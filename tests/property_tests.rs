//! Property-based tests for the run recorder
//!
//! - Write-once params, append-only metrics, closed runs, nested keys
//! - Lifecycle properties run against both the memory and file stores
//! - Run with ProptestConfig::with_cases(64)

use proptest::prelude::*;
use run_recorder::store::{FileStore, MemoryStore};
use run_recorder::{Error, RunRecorder, RunStatus};
use tempfile::TempDir;

/// Recorders over every backend; the `TempDir` keeps the file root alive.
fn backends() -> Vec<(&'static str, RunRecorder, Option<TempDir>)> {
    let dir = tempfile::tempdir().unwrap();
    let file = RunRecorder::new(FileStore::new(dir.path().join("runs")));
    vec![
        ("memory", RunRecorder::new(MemoryStore::new()), None),
        ("file", file, Some(dir)),
    ]
}

// ============================================================================
// Property Test Generators (Strategies)
// ============================================================================

/// Valid experiment names (anything non-blank)
fn arb_experiment_name() -> impl Strategy<Value = String> {
    "[a-zA-Z0-9][a-zA-Z0-9 _.-]{0,30}"
}

/// Valid param/metric keys, optionally nested
fn arb_key() -> impl Strategy<Value = String> {
    "[a-z][a-z0-9_-]{0,12}(/[a-z][a-z0-9_-]{0,12})?"
}

// ============================================================================
// Property Tests
// ============================================================================

proptest! {
    #![proptest_config(ProptestConfig::with_cases(64))]

    /// Property: end time is never before start time
    #[test]
    fn prop_end_not_before_start(name in arb_experiment_name(), failed in any::<bool>()) {
        let recorder = RunRecorder::in_memory();
        let mut run = recorder.start_run(&name).unwrap();
        let status = if failed { RunStatus::Failed } else { RunStatus::Finished };
        let record = recorder.end_run(&mut run, status).unwrap();

        prop_assert_eq!(record.status(), status);
        prop_assert!(record.ended_at().unwrap() >= record.started_at());
    }

    /// Property: identical param values are idempotent, differing ones conflict
    #[test]
    fn prop_param_write_once(key in arb_key(), first in ".{0,20}", second in ".{0,20}") {
        for (backend, recorder, _dir) in backends() {
            let run = recorder.start_run("params").unwrap();
            recorder.log_param(&run, &key, &first).unwrap();
            prop_assert!(recorder.log_param(&run, &key, &first).is_ok(), "{}", backend);

            let again = recorder.log_param(&run, &key, &second);
            if first == second {
                prop_assert!(again.is_ok(), "{}", backend);
            } else {
                let is_duplicate = matches!(again, Err(Error::DuplicateParam { .. }));
                prop_assert!(is_duplicate, "{}", backend);
            }
            let stored = recorder.params(run.run_id()).unwrap();
            prop_assert_eq!(stored.len(), 1);
            prop_assert_eq!(stored[0].value(), first.as_str());
        }
    }

    /// Property: omitted steps are strictly increasing and insertion order is kept
    #[test]
    fn prop_metric_auto_steps(
        key in arb_key(),
        values in proptest::collection::vec(-1.0e6f64..1.0e6, 1..40)
    ) {
        for (backend, recorder, _dir) in backends() {
            let mut run = recorder.start_run("metrics").unwrap();
            for value in &values {
                recorder.log_metric(&mut run, &key, *value, None).unwrap();
            }

            let history = recorder.metric_history(run.run_id(), &key).unwrap();
            let logged: Vec<f64> = history.iter().map(|m| m.value()).collect();
            prop_assert_eq!(&logged, &values, "{}", backend);
            prop_assert!(history.windows(2).all(|w| w[0].step() < w[1].step()), "{}", backend);
        }
    }

    /// Property: mixing explicit steps never breaks monotonic auto steps
    #[test]
    fn prop_auto_steps_after_explicit(
        explicit in proptest::collection::vec(proptest::option::of(0u64..50), 1..30)
    ) {
        for (backend, recorder, _dir) in backends() {
            let mut run = recorder.start_run("mixed").unwrap();
            let mut last_auto: Option<u64> = None;
            for step in &explicit {
                let used = recorder.log_metric(&mut run, "loss", 1.0, *step).unwrap();
                if step.is_none() {
                    prop_assert!(last_auto.map_or(true, |prev| used > prev), "{}", backend);
                    last_auto = Some(used);
                }
            }
            let history = recorder.metric_history(run.run_id(), "loss").unwrap();
            prop_assert_eq!(history.len(), explicit.len(), "{}", backend);
        }
    }

    /// Property: every log call fails with RunClosed after end_run
    #[test]
    fn prop_closed_run_rejects_writes(key in arb_key(), value in any::<f64>()) {
        for (backend, recorder, _dir) in backends() {
            let mut run = recorder.start_run("closed").unwrap();
            recorder.end_run(&mut run, RunStatus::Finished).unwrap();

            let param_closed = matches!(
                recorder.log_param(&run, &key, value),
                Err(Error::RunClosed(_))
            );
            let metric_closed = matches!(
                recorder.log_metric(&mut run, &key, value, None),
                Err(Error::RunClosed(_))
            );
            let tag_closed = matches!(
                recorder.set_tag(&run, &key, "late"),
                Err(Error::RunClosed(_))
            );
            prop_assert!(param_closed, "{}", backend);
            prop_assert!(metric_closed, "{}", backend);
            prop_assert!(tag_closed, "{}", backend);
        }
    }

    /// Property: a key and a nested key extending it are independent series
    #[test]
    fn prop_sibling_nested_keys(
        key in arb_key(),
        child in "[a-z][a-z0-9_-]{0,8}",
        parent_first in any::<bool>()
    ) {
        let nested = format!("{key}/{child}");
        for (backend, recorder, _dir) in backends() {
            let mut run = recorder.start_run("siblings").unwrap();
            let order = if parent_first {
                [key.as_str(), nested.as_str()]
            } else {
                [nested.as_str(), key.as_str()]
            };
            for name in order {
                recorder.log_param(&run, name, name).unwrap();
                recorder.log_metric(&mut run, name, 1.0, None).unwrap();
                recorder.set_tag(&run, name, name).unwrap();
            }

            let id = run.run_id().to_string();
            prop_assert_eq!(recorder.params(&id).unwrap().len(), 2, "{}", backend);
            prop_assert_eq!(recorder.latest_metrics(&id).unwrap().len(), 2, "{}", backend);
            let tags = recorder.tags(&id).unwrap();
            prop_assert_eq!(tags.get(&nested), Some(&nested), "{}", backend);
            prop_assert_eq!(tags.get(&key), Some(&key), "{}", backend);
        }
    }

    /// Property: with_run status mirrors the body's outcome
    #[test]
    fn prop_with_run_status(fail in any::<bool>()) {
        let recorder = RunRecorder::in_memory();
        let mut seen = String::new();
        let result: anyhow::Result<()> = recorder.with_run("scoped", |run| {
            seen = run.run_id().to_string();
            if fail { Err(anyhow::anyhow!("boom")) } else { Ok(()) }
        });

        prop_assert_eq!(result.is_err(), fail);
        let expected = if fail { RunStatus::Failed } else { RunStatus::Finished };
        prop_assert_eq!(recorder.get_run(&seen).unwrap().status(), expected);
    }
}
//! Experiment Tracking Schema
//!
//! Plain record types shared by every tracking backend.
//!
//! ## Schema Overview
//!
//! ```text
//! ExperimentRecord (1) ──< RunRecord (N)
//!                              │
//!                              ├──< ParamRecord (N)  [write-once]
//!                              ├──< MetricRecord (N) [time-series]
//!                              └──< ArtifactRecord (N) [CAS]
//! ```
//!
//! ## Usage
//!
//! ```rust
//! use run_recorder::experiment::{ExperimentRecord, MetricRecord, RunRecord, RunStatus};
//!
//! let experiment = ExperimentRecord::new("0", "house-prices");
//! let mut run = RunRecord::new("run-001", experiment.experiment_id());
//!
//! let metric = MetricRecord::new(run.run_id(), "rmse", 0, 12_345.6);
//! assert_eq!(metric.step(), 0);
//!
//! run.finish(RunStatus::Finished)?;
//! assert!(!run.is_active());
//! # Ok::<(), run_recorder::Error>(())
//! ```

mod artifact_record;
mod experiment_record;
mod metric_record;
mod param_record;
mod run_record;

pub use artifact_record::{ArtifactLocator, ArtifactRecord};
pub use experiment_record::ExperimentRecord;
pub use metric_record::MetricRecord;
pub use param_record::ParamRecord;
pub use run_record::{RunRecord, RunStatus};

|---|

ABOUT THIS EXERCISE: If a line of the listing above holds the string "Finished", copy it.

RESPONSE BOX:
        let status = if failed { RunStatus::Failed } else { RunStatus::Finished };
            recorder.end_run(&mut run, RunStatus::Finished).unwrap();
        let expected = if fail { RunStatus::Failed } else { RunStatus::Finished };
//! run.finish(RunStatus::Finished)?;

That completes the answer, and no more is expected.